Starting from here, to get the algebra of $\mathrm{I}$-invariant algebraic functions on the sphere, we mod out by the relation $P = 1.$ This gives a filtered algebra I’ll call $F^{\mathrm{I}}.$ Then we form the associated graded algebra

$\displaystyle{ G^{\mathrm{I}} = \bigoplus_{\ell = 0}^\infty G_\ell^{\mathrm{I}} }$

where

$G_\ell^{\mathrm{I}} = F_\ell^{\mathrm{I}} / F_{\ell - 1}^{\mathrm{I}}$

What we really want to know is the dimension of $G_\ell^{\mathrm{I}},$ since this is the space of functions on the sphere that transform in the spin-$\ell$ representation and are invariant under the rotational symmetries of the icosahedron.

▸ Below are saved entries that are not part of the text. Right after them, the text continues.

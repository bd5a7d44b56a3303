//! Device policy and capabilities for the trust handler.

use serde::{Deserialize, Serialize};
use std::path::Path;

use eaptrust_core::{Result, TrustError};

/// Configuration for a [`TofuTrustHandler`](crate::TofuTrustHandler).
#[derive(Debug, Clone, PartialEq, Eq, Serialize, Deserialize)]
pub struct HandlerConfig {
    /// Station interface the handler manages (default: wlan0).
    #[serde(default = "default_interface")]
    pub interface_name: String,

    /// Whether the device can install a server chain collected during the
    /// handshake. Without it the handler falls back to the legacy
    /// "approve without CA" flow.
    #[serde(default = "default_true")]
    pub trust_on_first_use_supported: bool,

    /// Whether enterprise networks may connect without a CA and without TOFU.
    #[serde(default)]
    pub insecure_enterprise_allowed: bool,

    /// Help page explaining CA certificate installation. Empty = no link.
    #[serde(default)]
    pub ca_cert_help_link: String,
}

impl Default for HandlerConfig {
    fn default() -> Self {
        Self {
            interface_name: default_interface(),
            trust_on_first_use_supported: true,
            insecure_enterprise_allowed: false,
            ca_cert_help_link: String::new(),
        }
    }
}

impl HandlerConfig {
    /// Load config from a TOML file, falling back to defaults.
    pub fn load(path: &Path) -> Result<Self> {
        if path.exists() {
            let content = std::fs::read_to_string(path)
                .map_err(|e| TrustError::io(path.display().to_string(), e))?;
            Self::from_toml(&content)
        } else {
            Ok(Self::default())
        }
    }

    /// Parse config from TOML text.
    pub fn from_toml(content: &str) -> Result<Self> {
        let config: Self = toml::from_str(content).map_err(|e| TrustError::Config(e.to_string()))?;
        if config.interface_name.is_empty() {
            return Err(TrustError::Config("interface_name must not be empty".into()));
        }
        Ok(config)
    }

    /// Serialize to TOML.
    pub fn to_toml(&self) -> Result<String> {
        toml::to_string_pretty(self).map_err(|e| TrustError::Config(e.to_string()))
    }

    /// The help link, if one is configured
    #[must_use]
    pub fn help_link(&self) -> Option<&str> {
        Some(self.ca_cert_help_link.as_str()).filter(|l| !l.is_empty())
    }
}

fn default_interface() -> String {
    String::from("wlan0")
}

const fn default_true() -> bool {
    true
}

#[cfg(test)]
mod tests {
    use super::*;
    use std::io::Write;
    use tempfile::NamedTempFile;

    #[test]
    fn test_default_config() {
        let config = HandlerConfig::default();
        assert_eq!(config.interface_name, "wlan0");
        assert!(config.trust_on_first_use_supported);
        assert!(!config.insecure_enterprise_allowed);
        assert!(config.help_link().is_none());
    }

    #[test]
    fn test_partial_toml_uses_defaults() {
        let config = HandlerConfig::from_toml("insecure_enterprise_allowed = true\n").unwrap();
        assert!(config.insecure_enterprise_allowed);
        assert!(config.trust_on_first_use_supported);
        assert_eq!(config.interface_name, "wlan0");
    }

    #[test]
    fn test_rejects_empty_interface() {
        assert!(HandlerConfig::from_toml("interface_name = \"\"\n").is_err());
    }

    #[test]
    fn test_load_from_file() {
        let mut tmp = NamedTempFile::new().unwrap();
        write!(
            tmp,
            "interface_name = \"wlan1\"\ntrust_on_first_use_supported = false\nca_cert_help_link = \"https://help.example.com/ca\"\n"
        )
        .unwrap();
        tmp.flush().unwrap();

        let config = HandlerConfig::load(tmp.path()).unwrap();
        assert_eq!(config.interface_name, "wlan1");
        assert!(!config.trust_on_first_use_supported);
        assert_eq!(config.help_link(), Some("https://help.example.com/ca"));
    }

    #[test]
    fn test_missing_file_gives_defaults() {
        let dir = tempfile::tempdir().unwrap();
        let config = HandlerConfig::load(&dir.path().join("absent.toml")).unwrap();
        assert_eq!(config, HandlerConfig::default());
    }

    #[test]
    fn test_toml_roundtrip() {
        let config = HandlerConfig {
            insecure_enterprise_allowed: true,
            ..HandlerConfig::default()
        };
        let parsed = HandlerConfig::from_toml(&config.to_toml().unwrap()).unwrap();
        assert_eq!(parsed, config);
    }
}
//! eaptrust - drive the trust-on-first-use handler from a terminal.

use anyhow::Result;

#[tokio::main]
async fn main() -> Result<()> {
    eaptrust_cli::run().await
}
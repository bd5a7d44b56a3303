//! `eaptrust config` - configuration management.

use anyhow::Result;
use colored::Colorize;
use serde_json::json;
use std::path::Path;

use eaptrust::HandlerConfig;

use super::Context;
use crate::cli::args::{ConfigArgs, ConfigCommands};
use crate::config::Config;
use crate::output::{print_json, yes_no, OutputFormat};

pub fn execute(ctx: Context, args: ConfigArgs) -> Result<()> {
    match args.command {
        ConfigCommands::Show => show_config(&ctx),
        ConfigCommands::Path => show_path(&ctx),
        ConfigCommands::Init { force } => init_handler_config(&ctx.handler_config, force),
    }
}

fn show_config(ctx: &Context) -> Result<()> {
    let handler = HandlerConfig::load(&ctx.handler_config)?;

    match ctx.output_format {
        OutputFormat::Json => print_json(&json!({
            "output_format": ctx.output_format,
            "handler_config": ctx.handler_config,
            "state_file": ctx.state_file,
            "handler": handler,
        }))?,
        OutputFormat::Pretty => {
            println!("{}", "Handler Configuration:".bold());
            println!();
            println!("  {} {}", "interface_name:".bold(), handler.interface_name);
            println!(
                "  {} {}",
                "trust_on_first_use_supported:".bold(),
                yes_no(handler.trust_on_first_use_supported)
            );
            println!(
                "  {} {}",
                "insecure_enterprise_allowed:".bold(),
                yes_no(handler.insecure_enterprise_allowed)
            );
            let link = handler
                .help_link()
                .map_or_else(|| "(not set)".dimmed().to_string(), ToString::to_string);
            println!("  {} {}", "ca_cert_help_link:".bold(), link);
        }
    }

    Ok(())
}

fn show_path(ctx: &Context) -> Result<()> {
    let cli = Config::path()?;
    match ctx.output_format {
        OutputFormat::Json => print_json(&json!({
            "config": cli,
            "handler_config": ctx.handler_config,
            "state_file": ctx.state_file,
        }))?,
        OutputFormat::Pretty => {
            println!("{} {}", "config:".bold(), cli.display());
            println!("{} {}", "handler:".bold(), ctx.handler_config.display());
            println!("{} {}", "state:".bold(), ctx.state_file.display());
        }
    }
    Ok(())
}

fn init_handler_config(path: &Path, force: bool) -> Result<()> {
    write_default_handler_config(path, force)?;
    println!("{} wrote {}", "Success:".green().bold(), path.display());
    Ok(())
}

fn write_default_handler_config(path: &Path, force: bool) -> Result<()> {
    if path.exists() && !force {
        anyhow::bail!(
            "{} already exists\n\n\
             Use --force to overwrite it.",
            path.display()
        );
    }
    if let Some(parent) = path.parent() {
        std::fs::create_dir_all(parent)?;
    }
    std::fs::write(path, HandlerConfig::default().to_toml()?)?;
    Ok(())
}

#[cfg(test)]
mod tests {
    use super::*;

    #[test]
    fn init_writes_loadable_defaults() {
        let dir = tempfile::tempdir().unwrap();
        let path = dir.path().join("conf").join("handler.toml");
        write_default_handler_config(&path, false).unwrap();
        assert_eq!(HandlerConfig::load(&path).unwrap(), HandlerConfig::default());
    }

    #[test]
    fn init_refuses_to_overwrite_without_force() {
        let dir = tempfile::tempdir().unwrap();
        let path = dir.path().join("handler.toml");
        std::fs::write(&path, "interface_name = \"wlan9\"\n").unwrap();

        assert!(write_default_handler_config(&path, false).is_err());
        assert_eq!(HandlerConfig::load(&path).unwrap().interface_name, "wlan9");

        write_default_handler_config(&path, true).unwrap();
        assert_eq!(HandlerConfig::load(&path).unwrap().interface_name, "wlan0");
    }
}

So, what’s this space like? The algebra $F^{\mathrm{I}}$ is spanned by products

$P^p Q^q R^r S^t$

but since we have the relation $P = 1,$ and a relation expressing $S^2$ in terms of other generators, it has a basis given by products

$Q^q R^r S^s$ where $s = 0, 1$

So, the space $F_\ell^{\mathrm{I}}$ has a basis of products like this whose degree is $\le \ell,$ meaning

$6 q + 10 r + 15 s \le \ell$ and $s = 0, 1$

Thus, the space we’re really interested in:

$G_\ell^{\mathrm{I}} = F_\ell^{\mathrm{I}} / F_{\ell - 1}^{\mathrm{I}}$

has a basis consisting of equivalence classes

$[Q^q R^r S^s]$

where

$6 q + 10 r + 15 s = \ell$ and $s = 0, 1$

So, we get:

Theorem 2. The dimension of the space of functions on the sphere that lie in the spin-$\ell$ representation of $\mathrm{SO}(3)$ and are invariant under the rotational symmetries of the icosahedron equals the number of ways of writing $\ell$ as an unordered sum of 6’s, 10’s and at most one 15.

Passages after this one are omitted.